Św. Augustyn w swoich „Wyznaniach” zwraca się do Boga ze słowami, że niczego nie zakrywa, nie zakrywa żadnych ran.
„Ty jesteś miłosierdziem, ja jestem nędznikiem, we mnie wszystko woła o twoje miłosierdzie” (por. „Wyznania”).

Trzeba uczynić w życiu duchowy trzy kroki: przyjść do Jezusa, być w pokorze i prosić o uzdrowienie i miłosierdzie.
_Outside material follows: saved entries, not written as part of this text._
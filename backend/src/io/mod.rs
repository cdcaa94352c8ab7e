//! # IO Layer
//!
//! Interfaces that expose backend functionality to the outside world.

pub mod rest;
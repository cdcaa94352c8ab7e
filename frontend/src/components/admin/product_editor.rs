use shared::Category;
use web_sys::{HtmlInputElement, HtmlSelectElement, HtmlTextAreaElement};
use yew::prelude::*;

use crate::components::admin::SubmitStatus;
use crate::state::product_form::{ProductForm, ProductFormAction, ProductField, CUSTOM_VALUE};
use crate::state::IngredientField;

#[derive(Properties, PartialEq)]
pub struct ProductEditorProps {
    pub form: UseReducerHandle<ProductForm>,
    pub editing: bool,
    pub status: SubmitStatus,
    pub on_submit: Callback<()>,
    pub on_cancel: Callback<()>,
}

fn field_input(form: &UseReducerHandle<ProductForm>, field: ProductField) -> Callback<Event> {
    let form = form.clone();
    Callback::from(move |e: Event| {
        let input: HtmlInputElement = e.target_unchecked_into();
        form.dispatch(ProductFormAction::SetField(field, input.value()));
    })
}

#[function_component(ProductEditor)]
pub fn product_editor(props: &ProductEditorProps) -> Html {
    let form = &props.form;

    let on_submit = {
        let on_submit = props.on_submit.clone();
        Callback::from(move |e: SubmitEvent| {
            e.prevent_default();
            on_submit.emit(());
        })
    };

    let on_category_change = {
        let form = form.clone();
        Callback::from(move |e: Event| {
            let select: HtmlSelectElement = e.target_unchecked_into();
            form.dispatch(ProductFormAction::SetCategory(select.value()));
        })
    };

    let on_sub_category_change = {
        let form = form.clone();
        Callback::from(move |e: Event| {
            let select: HtmlSelectElement = e.target_unchecked_into();
            form.dispatch(ProductFormAction::SetSubCategory(select.value()));
        })
    };

    let on_full_description_change = {
        let form = form.clone();
        Callback::from(move |e: Event| {
            let area: HtmlTextAreaElement = e.target_unchecked_into();
            form.dispatch(ProductFormAction::SetField(ProductField::FullDescription, area.value()));
        })
    };

    // Sub-category options follow the selected category; a custom
    // category opens the full list, as in the legacy back-office.
    let sub_options: Vec<&'static str> = match Category::ALL
        .iter()
        .find(|c| c.label() == form.category)
    {
        Some(category) => category.subcategories().iter().map(|s| s.label()).collect(),
        None => Category::ALL
            .iter()
            .flat_map(|c| c.subcategories())
            .map(|s| s.label())
            .collect(),
    };

    html! {
        <form class="admin-form" onsubmit={on_submit}>
            <div class="admin-card">
                <h2>{if props.editing { "Modifier le produit" } else { "Nouveau produit" }}</h2>

                <div class="form-row">
                    <div class="form-group">
                        <label>{"Nom du produit *"}</label>
                        <input
                            value={form.name.clone()}
                            onchange={field_input(form, ProductField::Name)}
                            placeholder="Ex: Almond Energy Balls"
                            required={true}
                        />
                    </div>
                    <div class="form-group">
                        <label>{"Prix (DH) *"}</label>
                        <input
                            type="number"
                            min="1"
                            value={form.price.clone()}
                            onchange={field_input(form, ProductField::Price)}
                            placeholder="45"
                            required={true}
                        />
                    </div>
                </div>

                <div class="form-row">
                    <div class="form-group">
                        <label>{"Catégorie *"}</label>
                        <select onchange={on_category_change}>
                            {for Category::ALL.iter().map(|c| html! {
                                <option value={c.label()} selected={form.category == c.label()}>
                                    {c.label()}
                                </option>
                            })}
                            <option value={CUSTOM_VALUE} selected={form.category == CUSTOM_VALUE}>
                                {"+ Nouvelle catégorie..."}
                            </option>
                        </select>
                        {if form.category == CUSTOM_VALUE {
                            html! {
                                <input
                                    value={form.custom_category.clone()}
                                    onchange={field_input(form, ProductField::CustomCategory)}
                                    placeholder="Ex: Superfoods Bio"
                                />
                            }
                        } else { html! {} }}
                    </div>
                    <div class="form-group">
                        <label>{"Sous-catégorie *"}</label>
                        <select onchange={on_sub_category_change}>
                            {for sub_options.iter().map(|label| html! {
                                <option value={*label} selected={form.sub_category == *label}>
                                    {*label}
                                </option>
                            })}
                            <option value={CUSTOM_VALUE} selected={form.sub_category == CUSTOM_VALUE}>
                                {"+ Nouvelle sous-catégorie..."}
                            </option>
                        </select>
                        {if form.sub_category == CUSTOM_VALUE {
                            html! {
                                <input
                                    value={form.custom_sub_category.clone()}
                                    onchange={field_input(form, ProductField::CustomSubCategory)}
                                    placeholder="Ex: Barres protéinées"
                                />
                            }
                        } else { html! {} }}
                    </div>
                </div>

                <div class="form-group">
                    <label>{"Description courte *"}</label>
                    <input
                        value={form.description.clone()}
                        onchange={field_input(form, ProductField::Description)}
                        placeholder="Ex: Snack énergétique aux amandes et dattes"
                        required={true}
                    />
                </div>

                <div class="form-group">
                    <label>{"Description complète"}</label>
                    <textarea
                        rows="4"
                        value={form.full_description.clone()}
                        onchange={on_full_description_change}
                    />
                </div>

                <div class="form-group">
                    <label>{"Image du produit (URL) *"}</label>
                    <input
                        value={form.image.clone()}
                        onchange={field_input(form, ProductField::Image)}
                        placeholder="https://..."
                        required={true}
                    />
                </div>

                <div class="form-group">
                    <label>{"Slug (optionnel)"}</label>
                    <input
                        value={form.slug.clone()}
                        onchange={field_input(form, ProductField::Slug)}
                        placeholder="généré depuis le nom si vide"
                    />
                </div>
            </div>

            <div class="admin-card">
                <h2>{format!("Ingrédients ({})", form.ingredients.len())}</h2>
                {for form.ingredients.iter().enumerate().map(|(idx, ing)| {
                    let on_ing = |field: IngredientField| {
                        let form = form.clone();
                        Callback::from(move |e: Event| {
                            let input: HtmlInputElement = e.target_unchecked_into();
                            form.dispatch(ProductFormAction::SetIngredient(idx, field, input.value()));
                        })
                    };
                    let remove = {
                        let form = form.clone();
                        Callback::from(move |_| form.dispatch(ProductFormAction::RemoveIngredient(idx)))
                    };
                    html! {
                        <div class="ingredient-row" key={idx}>
                            <input
                                value={ing.name.clone()}
                                onchange={on_ing(IngredientField::Name)}
                                placeholder="Ex: Amandes"
                            />
                            <input
                                value={ing.amount.clone()}
                                onchange={on_ing(IngredientField::Amount)}
                                placeholder="Ex: 15g"
                            />
                            <input
                                value={ing.benefit.clone()}
                                onchange={on_ing(IngredientField::Benefit)}
                                placeholder="Ex: Riche en Magnésium"
                            />
                            {if form.ingredients.len() > 1 {
                                html! { <button type="button" class="remove-button" onclick={remove}>{"×"}</button> }
                            } else { html! {} }}
                        </div>
                    }
                })}
                <button
                    type="button"
                    class="btn btn-secondary wide"
                    onclick={
                        let form = form.clone();
                        Callback::from(move |_| form.dispatch(ProductFormAction::AddIngredient))
                    }
                >
                    {"+ Ajouter un ingrédient"}
                </button>
            </div>

            <div class="admin-card">
                <h2>{"Valeurs nutritionnelles"}</h2>
                {for [
                    (ProductField::Cal, "Calories (kcal)", "180"),
                    (ProductField::Protein, "Protéines", "5g"),
                    (ProductField::Fiber, "Fibres", "4g"),
                    (ProductField::Carbs, "Glucides", "22g"),
                    (ProductField::Fats, "Lipides", "8g"),
                ].iter().map(|(field, label, placeholder)| {
                    let value = match field {
                        ProductField::Cal => form.cal.clone(),
                        ProductField::Protein => form.protein.clone(),
                        ProductField::Fiber => form.fiber.clone(),
                        ProductField::Carbs => form.carbs.clone(),
                        _ => form.fats.clone(),
                    };
                    html! {
                        <div class="form-group">
                            <label>{*label}</label>
                            <input
                                {value}
                                onchange={field_input(form, *field)}
                                placeholder={*placeholder}
                            />
                        </div>
                    }
                })}

                <button type="submit" class="btn btn-primary wide" disabled={props.status == SubmitStatus::Loading}>
                    {match props.status {
                        SubmitStatus::Loading => "Enregistrement...",
                        SubmitStatus::Success if props.editing => "Modifié !",
                        SubmitStatus::Success => "Produit ajouté !",
                        _ if props.editing => "Enregistrer les modifications",
                        _ => "+ Publier le produit",
                    }}
                </button>
                {if props.editing {
                    html! {
                        <button
                            type="button"
                            class="btn btn-secondary wide"
                            onclick={props.on_cancel.reform(|_| ())}
                        >
                            {"Annuler les modifications"}
                        </button>
                    }
                } else { html! {} }}
                {if props.status == SubmitStatus::Error {
                    html! { <p class="form-message error">{"Erreur lors de l'enregistrement."}</p> }
                } else { html! {} }}
            </div>
        </form>
    }
}
use gloo::net::http::Request;
use shared::{
    ContactRequest, ContactResponse, DeleteResponse, Product, ProductListResponse, ProductPayload,
    Program, ProgramListResponse, ProgramPayload,
};

/// API client for communicating with the backend server
#[derive(Clone, PartialEq)]
pub struct ApiClient {
    base_url: String,
}

impl ApiClient {
    /// Create a new API client with the default base URL
    pub fn new() -> Self {
        Self {
            base_url: "http://localhost:3000".to_string(),
        }
    }

    /// Create a new API client with a custom base URL
    pub fn with_base_url(base_url: String) -> Self {
        Self { base_url }
    }

    /// Fetch the full product catalog, newest first
    pub async fn get_products(&self) -> Result<Vec<Product>, String> {
        let url = format!("{}/api/products", self.base_url);

        match Request::get(&url).send().await {
            Ok(response) => match response.json::<ProductListResponse>().await {
                Ok(data) => Ok(data.products),
                Err(e) => Err(format!("Failed to parse products: {}", e)),
            },
            Err(e) => Err(format!("Failed to fetch products: {}", e)),
        }
    }

    /// Create a new product
    pub async fn create_product(&self, payload: &ProductPayload) -> Result<Product, String> {
        self.send_json(Request::post(&format!("{}/api/products", self.base_url)), payload)
            .await
    }

    /// Update an existing product
    pub async fn update_product(
        &self,
        product_id: &str,
        payload: &ProductPayload,
    ) -> Result<Product, String> {
        let url = format!("{}/api/products/{}", self.base_url, product_id);
        self.send_json(Request::patch(&url), payload).await
    }

    /// Delete a product
    pub async fn delete_product(&self, product_id: &str) -> Result<DeleteResponse, String> {
        let url = format!("{}/api/products/{}", self.base_url, product_id);

        match Request::delete(&url).send().await {
            Ok(response) => {
                if response.ok() {
                    response
                        .json::<DeleteResponse>()
                        .await
                        .map_err(|e| format!("Failed to parse response: {}", e))
                } else {
                    Err(response.text().await.unwrap_or_else(|_| "Unknown error".to_string()))
                }
            }
            Err(e) => Err(format!("Network error: {}", e)),
        }
    }

    /// Fetch all programs, newest first
    pub async fn get_programs(&self) -> Result<Vec<Program>, String> {
        let url = format!("{}/api/programs", self.base_url);

        match Request::get(&url).send().await {
            Ok(response) => match response.json::<ProgramListResponse>().await {
                Ok(data) => Ok(data.programs),
                Err(e) => Err(format!("Failed to parse programs: {}", e)),
            },
            Err(e) => Err(format!("Failed to fetch programs: {}", e)),
        }
    }

    /// Create a new program
    pub async fn create_program(&self, payload: &ProgramPayload) -> Result<Program, String> {
        self.send_json(Request::post(&format!("{}/api/programs", self.base_url)), payload)
            .await
    }

    /// Update an existing program
    pub async fn update_program(
        &self,
        program_id: &str,
        payload: &ProgramPayload,
    ) -> Result<Program, String> {
        let url = format!("{}/api/programs/{}", self.base_url, program_id);
        self.send_json(Request::patch(&url), payload).await
    }

    /// Delete a program
    pub async fn delete_program(&self, program_id: &str) -> Result<DeleteResponse, String> {
        let url = format!("{}/api/programs/{}", self.base_url, program_id);

        match Request::delete(&url).send().await {
            Ok(response) => {
                if response.ok() {
                    response
                        .json::<DeleteResponse>()
                        .await
                        .map_err(|e| format!("Failed to parse response: {}", e))
                } else {
                    Err(response.text().await.unwrap_or_else(|_| "Unknown error".to_string()))
                }
            }
            Err(e) => Err(format!("Network error: {}", e)),
        }
    }

    /// Submit the contact form
    pub async fn submit_contact(&self, request: &ContactRequest) -> Result<ContactResponse, String> {
        let url = format!("{}/api/contact", self.base_url);
        self.send_json(Request::post(&url), request).await
    }

    async fn send_json<B, T>(&self, builder: gloo::net::http::RequestBuilder, body: &B) -> Result<T, String>
    where
        B: serde::Serialize,
        T: serde::de::DeserializeOwned,
    {
        let request = builder
            .json(body)
            .map_err(|e| format!("Failed to serialize request: {}", e))?;

        match request.send().await {
            Ok(response) => {
                if response.ok() {
                    response
                        .json::<T>()
                        .await
                        .map_err(|e| format!("Failed to parse response: {}", e))
                } else {
                    let error_text = response
                        .text()
                        .await
                        .unwrap_or_else(|_| "Unknown error".to_string());
                    Err(error_text)
                }
            }
            Err(e) => Err(format!("Network error: {}", e)),
        }
    }
}

impl Default for ApiClient {
    fn default() -> Self {
        Self::new()
    }
}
Trzeba otworzyć się na dotknięcie uzdrawiające Jezusa, który pysznym się sprzeciwia a pokornym daje łaskę.  Jezus jest z człowiekiem biednym, pokornym, zapomnianym przez ludzi ale w Jego sercu na pierwszym miejscu.  Pięknie o tym mówi dzisiejsza liturgia:
Ty, dobry Boże, biednego ochraniasz.
Ojcem sierot i wdów opiekunem *
jest Bóg w swym świętym mieszkaniu.
Bóg dom gotuje dla opuszczonych, *
jeńców prowadzi ku lepszemu życiu.
(Ps 68,6-7)
Proszę Cię Panie o pokorę serca, abym znalazł uznanie nie w oczach ludzi ale w twoim Sercu miłosiernym i łaskawym.